Like much of the Caribbean,
Aruba knows how to party. Aruba festivals celebrate everything
from traditional Caribbean holidays to modern music, and
other events in Aruba focus on activities common to the
island, including golf and windsurfing. While relaxing
on the beach or in a casino are fine activities, taking up some Aruba events will
add some spice to your vacation on this island as well
as acquaint you with the unique and fun Aruban culture.
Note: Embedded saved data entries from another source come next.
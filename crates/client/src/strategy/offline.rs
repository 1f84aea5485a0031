//! Synthetic responses returned when the network is unreachable and nothing
//! is cached.

use http::{HeaderMap, HeaderValue, StatusCode, header};

use rinkorea_core::StoredResponse;

pub const OFFLINE_TEXT: &str = "Offline - content not available";

/// Cache-first fallback: plain text, 503.
pub fn offline_text() -> StoredResponse {
    let mut headers = HeaderMap::new();
    headers.insert(header::CONTENT_TYPE, HeaderValue::from_static("text/plain; charset=utf-8"));
    StoredResponse::new(StatusCode::SERVICE_UNAVAILABLE, headers, OFFLINE_TEXT)
}

/// Network-first fallback: `{"error":"Offline"}`, 503, JSON.
pub fn offline_json() -> StoredResponse {
    let mut headers = HeaderMap::new();
    headers.insert(header::CONTENT_TYPE, HeaderValue::from_static("application/json"));
    let body = serde_json::json!({ "error": "Offline" }).to_string();
    StoredResponse::new(StatusCode::SERVICE_UNAVAILABLE, headers, body)
}
//! Structured errors for the worker host.
//!
//! Cache registry failures and missing upstream responses both surface as
//! 502, the closest HTTP analogue of a failed fetch.

use axum::Json;
use axum::http::StatusCode;
use axum::response::{IntoResponse, Response};

use rinkorea_core::Error;

#[derive(Debug, thiserror::Error)]
pub enum ServerError {
    /// The request could not be turned into a worker request.
    #[error("INVALID_INPUT: {0}")]
    BadRequest(String),

    /// Neither the worker nor the upstream produced a response.
    #[error("UPSTREAM_FAILED: {0}")]
    Upstream(String),

    #[error(transparent)]
    Worker(#[from] Error),
}

impl ServerError {
    pub fn status(&self) -> StatusCode {
        match self {
            ServerError::BadRequest(_) => StatusCode::BAD_REQUEST,
            ServerError::Upstream(_) | ServerError::Worker(_) => StatusCode::BAD_GATEWAY,
        }
    }
}

impl IntoResponse for ServerError {
    fn into_response(self) -> Response {
        let status = self.status();
        if status.is_server_error() {
            tracing::warn!(error = %self, "request failed");
        }

        (status, Json(serde_json::json!({ "error": self.to_string() }))).into_response()
    }
}
//! Request-addressed cache key generation.

use sha2::{Digest, Sha256};

/// Compute the cache key for a request identity (method + URL).
pub fn compute_request_key(method: &str, url: &str) -> String {
    let mut hasher = Sha256::new();
    hasher.update(method.to_ascii_uppercase().as_bytes());
    hasher.update(b"\n");
    hasher.update(url.as_bytes());
    hex::encode(hasher.finalize())
}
Here are some of the annually recurring festivals and
events to watch for on your visit.
Aruba Music Festival
The Aruba Music Festival occurs each year during either September or October. The event takes place at the Aruba Entertainment Center, just outside of Oranjestad and 15 minutes by car from the hotel district. Often featuring retro musicians and classic rock (past years have included Crosby, Stills & Nash and Pat Benetar), the Aruba Music Festival is sure to be a fun evening out. The venue has no obstructed views, great sound quality, and is open air so that you don't have to stop enjoying the perfect weather and scenery during the concert.
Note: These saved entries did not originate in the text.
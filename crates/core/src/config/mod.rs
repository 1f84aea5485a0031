//! Application configuration with layered loading.
//!
//! This module provides configuration management using figment for layered
//! configuration loading from multiple sources:
//!
//! 1. Environment variables (RINKOREA_SW_*)
//! 2. TOML config file (if RINKOREA_SW_CONFIG_FILE set)
//! 3. Built-in defaults

use std::path::PathBuf;
use std::time::Duration;

use figment::{
    Figment,
    providers::{Env, Format, Serialized, Toml},
};
use serde::{Deserialize, Serialize};

mod validation;

pub use validation::ConfigError;

/// Application configuration with layered loading.
///
/// Loading precedence (highest wins):
/// 1. Environment variables (RINKOREA_SW_*)
/// 2. TOML config file (if RINKOREA_SW_CONFIG_FILE set)
/// 3. Built-in defaults
#[derive(Debug, Clone, Serialize, Deserialize)]
pub struct AppConfig {
    /// Path to the SQLite cache registry.
    ///
    /// Set via RINKOREA_SW_DB_PATH environment variable.
    #[serde(default = "default_db_path")]
    pub db_path: PathBuf,

    /// Socket address the host listens on.
    ///
    /// Set via RINKOREA_SW_LISTEN_ADDR environment variable.
    #[serde(default = "default_listen_addr")]
    pub listen_addr: String,

    /// Origin of the site the worker controls. Requests to any other origin
    /// pass through, except those to `backend_host`.
    ///
    /// Set via RINKOREA_SW_ORIGIN environment variable.
    #[serde(default = "default_origin")]
    pub origin: String,

    /// Hostname substring identifying the hosted backend API.
    ///
    /// Set via RINKOREA_SW_BACKEND_HOST environment variable.
    #[serde(default = "default_backend_host")]
    pub backend_host: String,

    /// Prefix shared by every partition name.
    #[serde(default = "default_cache_prefix")]
    pub cache_prefix: String,

    /// Version suffix of the partition names. Bumping it invalidates every
    /// partition at the next activation.
    ///
    /// Set via RINKOREA_SW_CACHE_VERSION environment variable.
    #[serde(default = "default_cache_version")]
    pub cache_version: String,

    /// Absolute paths precached into the static partition at install.
    #[serde(default = "default_precache")]
    pub precache: Vec<String>,

    /// User-Agent string for upstream requests.
    ///
    /// Set via RINKOREA_SW_USER_AGENT environment variable.
    #[serde(default = "default_user_agent")]
    pub user_agent: String,

    /// Maximum bytes to accept per upstream response.
    ///
    /// Set via RINKOREA_SW_MAX_BYTES environment variable.
    #[serde(default = "default_max_bytes")]
    pub max_bytes: usize,

    /// Upstream request timeout in milliseconds.
    ///
    /// Set via RINKOREA_SW_TIMEOUT_MS environment variable.
    #[serde(default = "default_timeout_ms")]
    pub timeout_ms: u64,
}

fn default_db_path() -> PathBuf {
    PathBuf::from("./rinkorea-sw-cache.sqlite")
}

fn default_listen_addr() -> String {
    "127.0.0.1:8787".into()
}

fn default_origin() -> String {
    "http://127.0.0.1:4173".into()
}

fn default_backend_host() -> String {
    "supabase.co".into()
}

fn default_cache_prefix() -> String {
    "rinkorea".into()
}

fn default_cache_version() -> String {
    "v1.0.0".into()
}

fn default_precache() -> Vec<String> {
    [
        "/",
        "/index.html",
        "/manifest.json",
        "/images/rin-korea-logo-black.png",
        "/images/rin-korea-logo-white.png",
        "/favicon.ico",
    ]
    .into_iter()
    .map(String::from)
    .collect()
}

fn default_user_agent() -> String {
    "rinkorea-sw/0.1".into()
}

fn default_max_bytes() -> usize {
    10_485_760 // 10MB
}

fn default_timeout_ms() -> u64 {
    20_000
}

impl Default for AppConfig {
    fn default() -> Self {
        Self {
            db_path: default_db_path(),
            listen_addr: default_listen_addr(),
            origin: default_origin(),
            backend_host: default_backend_host(),
            cache_prefix: default_cache_prefix(),
            cache_version: default_cache_version(),
            precache: default_precache(),
            user_agent: default_user_agent(),
            max_bytes: default_max_bytes(),
            timeout_ms: default_timeout_ms(),
        }
    }
}

impl AppConfig {
    /// Timeout as Duration for use with reqwest/tokio.
    pub fn timeout(&self) -> Duration {
        Duration::from_millis(self.timeout_ms)
    }

    /// Load configuration from all sources with layered precedence.
    ///
    /// Priority (highest wins):
    /// 1. Environment variables prefixed with `RINKOREA_SW_`
    /// 2. TOML file from `RINKOREA_SW_CONFIG_FILE` (if set)
    /// 3. Built-in defaults via `Default::default()`
    ///
    /// # Errors
    ///
    /// Returns `ConfigError` if:
    /// - Configuration file cannot be read
    /// - Environment variables cannot be parsed
    /// - Validation fails after loading
    pub fn load() -> Result<Self, ConfigError> {
        let mut figment = Figment::from(Serialized::defaults(Self::default()));

        if let Ok(config_path) = std::env::var("RINKOREA_SW_CONFIG_FILE") {
            figment = figment.merge(Toml::file(&config_path));
        }

        figment = figment.merge(
            Env::prefixed("RINKOREA_SW_")
                .ignore(&["CONFIG_FILE"])
                .map(|key| key.as_str().to_lowercase().into())
                .split("__"),
        );

        let config: Self = figment.extract().map_err(|e| ConfigError::LoadFailed(e.to_string()))?;

        config.validate()?;

        Ok(config)
    }

    /// Parse the configured origin.
    ///
    /// # Errors
    ///
    /// Returns `ConfigError::Invalid` if the origin is not an absolute
    /// http(s) URL.
    pub fn origin_url(&self) -> Result<url::Url, ConfigError> {
        let url = url::Url::parse(&self.origin)
            .map_err(|e| ConfigError::Invalid { field: "origin".into(), reason: e.to_string() })?;

        match url.scheme() {
            "http" | "https" if url.host_str().is_some() => Ok(url),
            _ => Err(ConfigError::Invalid { field: "origin".into(), reason: "must be an http(s) URL with a host".into() }),
        }
    }
}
While Trinidad is the king of Carnival, Aruba latches on to this festival as well and there are really no other Aruba festivals that match this one. For several weeks starting usually in February (dates correspond to lent), colorful floats, music, costumes, and parades turn Aruba into one big party. This is a great time to visit, but also a popular time so make reservations well in advance.
Of events in Aruba that really touch on the local culture, the Caribbean Festival in San Nicolas is one of the best. Every Thursday year round from 5 to 8:30 p.m. in San Nicolas, local dance, food, arts, and a presentation highlight all things great about Aruban culture.
Located at Fort Zoutman in Oranjestad, the Bonbini Festival is another of the events in Aruba that focuses on local dance, music, food, crafts, and culture. This one runs on Tuesdays year round from 6:30 to 8:30 p.m.
St. John's Day
Some festivals in Aruba echo the Spanish or Dutch history on the island and St. John's Day in June is one of these. Following in the tradition of the Spanish celebration of San Juan, St. John's Day features the bright colors of Aruba mixed with song and dance to celebrate the harvest. Islanders wear bright red, yellow, and black and images of roosters are common.
The best of Aruba festivals
for golf lovers is the Aruba International Pro-Am Golf
Tournament. Played in August at the island's world-class golf course, Tierra del Sol,
the tournament is played by teams consisting of one professional
and four amateurs.
In July at Malmok Beach in Oranjestad, the Hi-Winds Festival pits the best of the best windsurfers and kite boarders against each other. With near perfect conditions for these sports, this festival attracts some of the world's most skilled. Either watching or participating is likely to be exciting.